*INSTRUCTIONS TO FOLLOW*.
Needed from the data below: every line from the one with "press and a" up to and including the one with "lines and lines", repeated exactly and with nothing else.

Dataset entries:
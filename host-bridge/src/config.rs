//! Bridge configuration: TOML file with serde defaults, then CLI overrides.

use std::net::SocketAddr;
use std::path::{Path, PathBuf};

use hid_relay_proto::Grammar;
use serde::{Deserialize, Serialize};
use tracing::info;

use crate::error::{BridgeError, Result};

/// Config file picked up from the working directory when `--config` is not given.
pub const DEFAULT_CONFIG_PATH: &str = "hid-relay.toml";

/// Command grammar, as spelled in config and on the command line.
#[derive(Debug, Clone, Copy, Default, PartialEq, Eq, Serialize, Deserialize, clap::ValueEnum)]
#[serde(rename_all = "lowercase")]
pub enum GrammarConfig {
    #[default]
    Current,
    Legacy,
}

impl From<GrammarConfig> for Grammar {
    fn from(g: GrammarConfig) -> Self {
        match g {
            GrammarConfig::Current => Grammar::Current,
            GrammarConfig::Legacy => Grammar::Legacy,
        }
    }
}

#[derive(Debug, Clone, Serialize, Deserialize)]
#[serde(default)]
pub struct BridgeConfig {
    /// HTTP listen address.
    pub listen: SocketAddr,
    /// Grammar the device firmware was built for.
    pub grammar: GrammarConfig,
    pub serial: SerialConfig,
    /// Directory holding an `index.html` that replaces the built-in page.
    pub static_dir: Option<PathBuf>,
    pub video: VideoConfig,
}

impl Default for BridgeConfig {
    fn default() -> Self {
        Self {
            listen: SocketAddr::from(([0, 0, 0, 0], 5000)),
            grammar: GrammarConfig::default(),
            serial: SerialConfig::default(),
            static_dir: None,
            video: VideoConfig::default(),
        }
    }
}

#[derive(Debug, Clone, Serialize, Deserialize)]
#[serde(default)]
pub struct SerialConfig {
    /// Serial device path.
    pub port: String,
    pub baud_rate: u32,
    /// Write timeout of the port.
    pub timeout_ms: u64,
    /// Pending writes queued to the writer thread before requests wait.
    pub queue_depth: usize,
    /// Log lines instead of opening the port.
    pub dry_run: bool,
}

impl Default for SerialConfig {
    fn default() -> Self {
        Self {
            port: "/dev/serial0".into(),
            baud_rate: 115_200,
            timeout_ms: 1000,
            queue_depth: 32,
            dry_run: false,
        }
    }
}

#[derive(Debug, Clone, Serialize, Deserialize)]
#[serde(default)]
pub struct VideoConfig {
    pub enabled: bool,
    /// Capture program; must write concatenated JPEG frames to stdout.
    pub command: String,
    pub args: Vec<String>,
    /// Multipart boundary of the `/video_feed` stream.
    pub boundary: String,
}

impl Default for VideoConfig {
    fn default() -> Self {
        // Flag/value pairs
        #[rustfmt::skip]
        let args = [
            "-loglevel", "error",
            "-f", "v4l2",
            "-input_format", "mjpeg",
            "-video_size", "1280x720",
            "-framerate", "15",
            "-i", "/dev/video0",
            "-c:v", "copy",
            "-f", "mjpeg",
            "pipe:1",
        ];
        Self {
            enabled: true,
            command: "ffmpeg".into(),
            args: args.into_iter().map(String::from).collect(),
            boundary: "frame".into(),
        }
    }
}

/// Command-line overrides, applied on top of the config file.
#[derive(Debug, Default, clap::Args)]
pub struct Overrides {
    /// HTTP listen address (e.g. 0.0.0.0:5000).
    #[arg(long)]
    pub listen: Option<SocketAddr>,

    /// Serial device path.
    #[arg(long)]
    pub port: Option<String>,

    /// Serial baud rate.
    #[arg(long)]
    pub baud: Option<u32>,

    /// Command grammar the device speaks.
    #[arg(long, value_enum)]
    pub grammar: Option<GrammarConfig>,

    /// Log command lines instead of writing to the serial port.
    #[arg(long)]
    pub dry_run: bool,

    /// Directory with an index.html to serve instead of the built-in page.
    #[arg(long)]
    pub static_dir: Option<PathBuf>,

    /// Disable the /video_feed route.
    #[arg(long)]
    pub no_video: bool,
}

impl BridgeConfig {
    /// Apply command-line overrides.
    pub fn apply_overrides(&mut self, overrides: &Overrides) {
        if let Some(listen) = overrides.listen {
            self.listen = listen;
        }
        if let Some(port) = &overrides.port {
            self.serial.port.clone_from(port);
        }
        if let Some(baud) = overrides.baud {
            self.serial.baud_rate = baud;
        }
        if let Some(grammar) = overrides.grammar {
            self.grammar = grammar;
        }
        if overrides.dry_run {
            self.serial.dry_run = true;
        }
        if let Some(dir) = &overrides.static_dir {
            self.static_dir = Some(dir.clone());
        }
        if overrides.no_video {
            self.video.enabled = false;
        }
    }

    /// Reject values the bridge cannot run with.
    pub fn validate(&self) -> Result<()> {
        if self.serial.baud_rate == 0 {
            return Err(BridgeError::Config("serial.baud_rate must be > 0".into()));
        }
        if self.serial.queue_depth == 0 {
            return Err(BridgeError::Config("serial.queue_depth must be > 0".into()));
        }
        if self.video.enabled {
            let boundary = &self.video.boundary;
            if boundary.is_empty() || boundary.contains(['\r', '\n']) {
                return Err(BridgeError::Config(
                    "video.boundary must be a non-empty single line".into(),
                ));
            }
            if self.video.command.is_empty() {
                return Err(BridgeError::Config("video.command is empty".into()));
            }
        }
        Ok(())
    }
}

/// Load config from a specific TOML file path.
///
/// Missing fields take their defaults.
pub fn load_from_path(path: &Path) -> Result<BridgeConfig> {
    let content = std::fs::read_to_string(path)
        .map_err(|e| BridgeError::Config(format!("failed to read {}: {e}", path.display())))?;

    let config: BridgeConfig = toml::from_str(&content)
        .map_err(|e| BridgeError::Config(format!("failed to parse TOML: {e}")))?;

    info!("loaded config from {}", path.display());
    Ok(config)
}

/// Load config from `path`, or from [`DEFAULT_CONFIG_PATH`] if it exists.
///
/// An explicit path must exist. Without one, a missing default file means
/// built-in defaults.
pub fn load(path: Option<&Path>) -> Result<BridgeConfig> {
    match path {
        Some(path) => load_from_path(path),
        None => {
            let default = Path::new(DEFAULT_CONFIG_PATH);
            if default.exists() {
                load_from_path(default)
            } else {
                Ok(BridgeConfig::default())
            }
        }
    }
}
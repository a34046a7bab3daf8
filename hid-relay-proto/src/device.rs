//! Receive limits and playback timing of the device.
//!
//! The device types slower than the UART delivers. The host uses these
//! numbers to keep a write within what the device can queue, and to wait
//! for playback to finish before sending more.

use crate::parser::parse_command;
use crate::types::{Command, Grammar};

/// Lines the device queues while it is busy with another one.
pub const LINE_QUEUE_DEPTH: usize = 8;

/// Most lines one write may carry: the line being played back plus a full
/// queue. Lines past this are dropped by the device.
pub const MAX_BURST_LINES: usize = LINE_QUEUE_DEPTH + 1;

/// Pause after each typed keystroke.
pub const KEYSTROKE_INTERVAL_MS: u32 = 50;

/// Time one keystroke occupies the device: the pause plus a press and a
/// release report at a 1 ms polling interval.
pub const KEYSTROKE_PERIOD_MS: u32 = KEYSTROKE_INTERVAL_MS + 2;

/// Keystrokes the device plays back for `lines`.
///
/// Each text byte and each named key counts as one. Mouse lines and lines
/// that are not commands count as none. Unsupported text bytes are counted
/// too, so the result is an upper bound.
#[must_use]
pub fn keystroke_count(lines: &str, grammar: Grammar) -> usize {
    lines
        .lines()
        .map(|line| match parse_command(line.as_bytes(), grammar) {
            Ok(Command::Text(payload)) => payload.len(),
            Ok(Command::Key(_)) => 1,
            Ok(Command::Mouse(_)) | Err(_) => 0,
        })
        .sum()
}

/// Upper bound on the time the device needs to play back `lines`.
#[must_use]
pub fn playback_time_ms(lines: &str, grammar: Grammar) -> u64 {
    keystroke_count(lines, grammar) as u64 * u64::from(KEYSTROKE_PERIOD_MS)
}

#[cfg(test)]
mod tests {
    use super::*;

    #[test]
    fn test_burst_is_one_line_plus_queue() {
        assert_eq!(MAX_BURST_LINES, 9);
    }

    #[test]
    fn test_keystroke_count() {
        let lines = "up\nTEXT:Hi\nCMD:ENTER\nTEXT:yo \nleft_click\njunk\n";
        assert_eq!(keystroke_count(lines, Grammar::Current), 2 + 1 + 3);
        assert_eq!(keystroke_count("", Grammar::Current), 0);
    }

    #[test]
    fn test_legacy_keystroke_count() {
        assert_eq!(keystroke_count("shift\ntype:abc\nclick\n", Grammar::Legacy), 4);
        // Current-grammar lines mean nothing to a legacy device
        assert_eq!(keystroke_count("TEXT:abc\n", Grammar::Legacy), 0);
    }

    #[test]
    fn test_playback_time() {
        assert_eq!(playback_time_ms("up\n", Grammar::Current), 0);
        assert_eq!(
            playback_time_ms("TEXT:abcd\n", Grammar::Current),
            4 * u64::from(KEYSTROKE_PERIOD_MS)
        );
    }
}
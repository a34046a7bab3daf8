//! HID actions produced by dispatching a command.

use hid_relay_proto::{Keystroke, MouseAction, MouseButton, NamedKey};

pub use hid_relay_proto::KEYSTROKE_INTERVAL_MS;

/// Pointer travel per directional command, in HID counts.
pub const MOVE_STEP: i8 = 10;

/// A single HID effect.
///
/// Clicks and keystrokes always expand to a press report followed by a
/// release report.
#[derive(Clone, Copy, Debug, PartialEq, Eq)]
#[cfg_attr(feature = "defmt", derive(defmt::Format))]
pub enum HidAction {
    Move { dx: i8, dy: i8 },
    Click(MouseButton),
    Keystroke(Keystroke),
}

impl From<MouseAction> for HidAction {
    fn from(action: MouseAction) -> Self {
        match action {
            MouseAction::Up => Self::Move {
                dx: 0,
                dy: -MOVE_STEP,
            },
            MouseAction::Down => Self::Move {
                dx: 0,
                dy: MOVE_STEP,
            },
            MouseAction::Left => Self::Move {
                dx: -MOVE_STEP,
                dy: 0,
            },
            MouseAction::Right => Self::Move {
                dx: MOVE_STEP,
                dy: 0,
            },
            MouseAction::LeftClick => Self::Click(MouseButton::Left),
            MouseAction::RightClick => Self::Click(MouseButton::Right),
        }
    }
}

impl From<NamedKey> for HidAction {
    fn from(key: NamedKey) -> Self {
        Self::Keystroke(key.keystroke())
    }
}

*TASK RESPONSE*.
/// Time one keystroke occupies the device: the pause plus a press and a
/// release report at a 1 ms polling interval.
pub const KEYSTROKE_PERIOD_MS: u32 = KEYSTROKE_INTERVAL_MS + 2;

/// Keystrokes the device plays back for `lines`.
///
/// Each text byte and each named key counts as one. Mouse lines and lines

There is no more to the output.